TASK ITEM: Your answer should consist solely of the lines from the first line of the data through the line with "after each cycle", each reproduced exactly.

[Items from a dataset]
---

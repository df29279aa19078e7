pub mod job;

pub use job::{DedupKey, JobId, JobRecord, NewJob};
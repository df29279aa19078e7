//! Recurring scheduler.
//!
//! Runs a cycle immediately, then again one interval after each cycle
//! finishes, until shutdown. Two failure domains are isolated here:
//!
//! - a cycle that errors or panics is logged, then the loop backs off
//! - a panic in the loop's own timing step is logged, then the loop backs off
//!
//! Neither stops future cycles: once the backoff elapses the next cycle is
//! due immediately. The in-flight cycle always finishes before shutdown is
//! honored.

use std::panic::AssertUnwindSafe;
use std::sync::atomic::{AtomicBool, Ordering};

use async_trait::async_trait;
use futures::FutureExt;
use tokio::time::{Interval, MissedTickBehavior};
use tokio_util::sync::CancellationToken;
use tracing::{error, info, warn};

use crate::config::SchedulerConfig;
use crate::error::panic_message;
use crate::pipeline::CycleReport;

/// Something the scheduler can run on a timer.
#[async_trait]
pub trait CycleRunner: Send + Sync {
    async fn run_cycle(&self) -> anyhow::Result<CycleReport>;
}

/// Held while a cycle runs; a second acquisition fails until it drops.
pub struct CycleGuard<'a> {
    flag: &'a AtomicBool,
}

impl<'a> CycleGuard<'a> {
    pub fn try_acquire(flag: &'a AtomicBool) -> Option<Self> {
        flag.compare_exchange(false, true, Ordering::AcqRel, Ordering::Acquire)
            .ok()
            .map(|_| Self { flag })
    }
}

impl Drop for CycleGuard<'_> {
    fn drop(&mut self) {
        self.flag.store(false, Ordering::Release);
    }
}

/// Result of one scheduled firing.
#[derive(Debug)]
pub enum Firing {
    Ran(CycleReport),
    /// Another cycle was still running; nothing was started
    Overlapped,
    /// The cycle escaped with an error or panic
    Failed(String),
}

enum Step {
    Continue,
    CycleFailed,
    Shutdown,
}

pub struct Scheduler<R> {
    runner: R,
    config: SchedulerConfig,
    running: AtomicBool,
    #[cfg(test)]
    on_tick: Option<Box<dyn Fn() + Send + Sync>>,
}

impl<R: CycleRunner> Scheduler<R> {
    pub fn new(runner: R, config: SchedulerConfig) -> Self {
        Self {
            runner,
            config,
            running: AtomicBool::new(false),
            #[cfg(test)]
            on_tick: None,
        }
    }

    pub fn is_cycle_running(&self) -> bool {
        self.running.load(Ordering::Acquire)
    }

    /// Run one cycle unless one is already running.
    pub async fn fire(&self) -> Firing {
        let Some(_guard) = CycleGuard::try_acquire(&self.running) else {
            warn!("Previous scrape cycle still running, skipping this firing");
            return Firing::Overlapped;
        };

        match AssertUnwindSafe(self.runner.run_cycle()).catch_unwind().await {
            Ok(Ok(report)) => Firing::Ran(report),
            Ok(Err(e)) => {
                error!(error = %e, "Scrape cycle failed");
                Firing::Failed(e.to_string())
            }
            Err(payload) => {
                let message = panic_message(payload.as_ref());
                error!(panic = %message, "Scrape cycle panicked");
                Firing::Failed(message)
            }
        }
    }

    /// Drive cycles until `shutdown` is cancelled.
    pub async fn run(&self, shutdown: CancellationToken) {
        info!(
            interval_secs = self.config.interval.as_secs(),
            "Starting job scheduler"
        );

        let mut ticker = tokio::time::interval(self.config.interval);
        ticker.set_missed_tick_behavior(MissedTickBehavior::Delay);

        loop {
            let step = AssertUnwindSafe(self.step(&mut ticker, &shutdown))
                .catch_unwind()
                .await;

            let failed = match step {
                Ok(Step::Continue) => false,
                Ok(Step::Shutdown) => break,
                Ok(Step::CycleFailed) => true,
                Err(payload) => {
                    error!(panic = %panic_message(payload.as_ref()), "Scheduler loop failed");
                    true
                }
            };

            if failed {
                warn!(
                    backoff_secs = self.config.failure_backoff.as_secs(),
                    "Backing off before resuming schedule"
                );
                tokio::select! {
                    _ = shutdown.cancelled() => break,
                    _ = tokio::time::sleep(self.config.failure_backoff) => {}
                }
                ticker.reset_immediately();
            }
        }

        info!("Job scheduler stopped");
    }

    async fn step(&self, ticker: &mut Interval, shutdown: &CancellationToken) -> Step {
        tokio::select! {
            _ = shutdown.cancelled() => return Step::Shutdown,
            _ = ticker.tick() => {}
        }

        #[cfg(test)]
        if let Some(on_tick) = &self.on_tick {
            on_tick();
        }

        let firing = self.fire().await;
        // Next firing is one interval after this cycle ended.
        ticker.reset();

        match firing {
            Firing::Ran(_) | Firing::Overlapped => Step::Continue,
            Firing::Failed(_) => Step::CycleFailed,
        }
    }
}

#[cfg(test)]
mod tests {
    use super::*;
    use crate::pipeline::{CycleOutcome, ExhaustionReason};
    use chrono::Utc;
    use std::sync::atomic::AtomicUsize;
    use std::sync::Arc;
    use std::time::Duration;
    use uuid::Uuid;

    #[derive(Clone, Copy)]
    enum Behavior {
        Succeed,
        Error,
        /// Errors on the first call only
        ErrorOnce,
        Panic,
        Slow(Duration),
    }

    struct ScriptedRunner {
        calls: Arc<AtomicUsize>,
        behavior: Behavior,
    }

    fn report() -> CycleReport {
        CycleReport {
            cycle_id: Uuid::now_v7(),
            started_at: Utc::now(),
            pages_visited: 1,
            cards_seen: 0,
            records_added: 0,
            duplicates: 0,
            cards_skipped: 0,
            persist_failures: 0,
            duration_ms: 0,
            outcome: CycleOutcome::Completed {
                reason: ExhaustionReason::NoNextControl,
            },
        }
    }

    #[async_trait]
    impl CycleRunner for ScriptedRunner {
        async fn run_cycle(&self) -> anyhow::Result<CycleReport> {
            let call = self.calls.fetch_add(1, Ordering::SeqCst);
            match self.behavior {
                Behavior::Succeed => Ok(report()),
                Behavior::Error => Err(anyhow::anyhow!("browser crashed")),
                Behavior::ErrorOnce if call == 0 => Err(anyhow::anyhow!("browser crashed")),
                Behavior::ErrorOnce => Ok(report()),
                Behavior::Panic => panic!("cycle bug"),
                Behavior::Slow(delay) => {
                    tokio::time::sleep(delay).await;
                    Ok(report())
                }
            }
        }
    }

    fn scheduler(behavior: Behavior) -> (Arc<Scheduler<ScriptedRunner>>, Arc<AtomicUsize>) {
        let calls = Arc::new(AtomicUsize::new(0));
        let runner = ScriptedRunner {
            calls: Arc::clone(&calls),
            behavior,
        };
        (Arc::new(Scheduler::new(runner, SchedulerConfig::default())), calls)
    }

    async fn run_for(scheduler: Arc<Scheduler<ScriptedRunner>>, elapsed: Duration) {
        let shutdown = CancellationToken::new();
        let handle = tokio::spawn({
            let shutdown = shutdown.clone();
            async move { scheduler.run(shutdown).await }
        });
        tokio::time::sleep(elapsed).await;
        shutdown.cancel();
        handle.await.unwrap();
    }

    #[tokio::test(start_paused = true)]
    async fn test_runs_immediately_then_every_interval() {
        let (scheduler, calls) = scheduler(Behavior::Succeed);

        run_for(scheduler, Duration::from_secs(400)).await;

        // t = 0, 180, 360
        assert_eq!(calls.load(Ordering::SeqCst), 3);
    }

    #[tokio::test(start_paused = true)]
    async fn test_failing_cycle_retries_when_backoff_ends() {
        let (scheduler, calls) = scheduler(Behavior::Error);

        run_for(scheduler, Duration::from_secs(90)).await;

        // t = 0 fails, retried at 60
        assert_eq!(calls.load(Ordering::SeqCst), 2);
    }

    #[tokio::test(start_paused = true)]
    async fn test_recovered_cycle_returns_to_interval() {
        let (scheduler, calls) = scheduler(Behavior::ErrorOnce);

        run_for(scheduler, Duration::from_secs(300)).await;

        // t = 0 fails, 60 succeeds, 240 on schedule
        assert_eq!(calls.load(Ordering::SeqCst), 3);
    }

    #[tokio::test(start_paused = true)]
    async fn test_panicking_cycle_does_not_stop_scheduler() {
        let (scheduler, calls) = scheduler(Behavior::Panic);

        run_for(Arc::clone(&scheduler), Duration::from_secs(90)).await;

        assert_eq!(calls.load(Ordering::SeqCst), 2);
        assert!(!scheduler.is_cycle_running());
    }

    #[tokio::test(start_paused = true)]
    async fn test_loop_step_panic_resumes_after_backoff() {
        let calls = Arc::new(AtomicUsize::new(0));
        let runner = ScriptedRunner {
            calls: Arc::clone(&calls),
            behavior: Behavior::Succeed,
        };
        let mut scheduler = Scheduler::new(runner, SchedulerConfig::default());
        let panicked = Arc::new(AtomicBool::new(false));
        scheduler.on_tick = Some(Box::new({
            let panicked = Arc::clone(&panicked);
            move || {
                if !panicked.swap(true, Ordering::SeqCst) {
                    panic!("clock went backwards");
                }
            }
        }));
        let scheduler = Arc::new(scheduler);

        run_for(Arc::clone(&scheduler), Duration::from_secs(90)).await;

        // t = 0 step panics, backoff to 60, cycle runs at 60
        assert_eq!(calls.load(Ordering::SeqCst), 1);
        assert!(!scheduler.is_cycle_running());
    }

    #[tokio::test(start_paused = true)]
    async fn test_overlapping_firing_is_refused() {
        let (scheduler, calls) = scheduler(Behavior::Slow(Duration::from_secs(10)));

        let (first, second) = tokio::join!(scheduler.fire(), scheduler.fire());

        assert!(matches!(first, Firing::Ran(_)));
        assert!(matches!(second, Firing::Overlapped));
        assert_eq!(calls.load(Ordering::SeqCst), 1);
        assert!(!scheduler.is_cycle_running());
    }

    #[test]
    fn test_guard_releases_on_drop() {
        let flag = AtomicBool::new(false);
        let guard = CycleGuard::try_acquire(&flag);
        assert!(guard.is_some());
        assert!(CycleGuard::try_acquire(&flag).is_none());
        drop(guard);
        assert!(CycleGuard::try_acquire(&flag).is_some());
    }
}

---

TASK RESULT:
repository df29279aa19078e7
pub mod job;

pub use job::{DedupKey, JobId, JobRecord, NewJob};
repository df29279aa19078e7
//! Recurring scheduler.
//!
//! Runs a cycle immediately, then again one interval after each cycle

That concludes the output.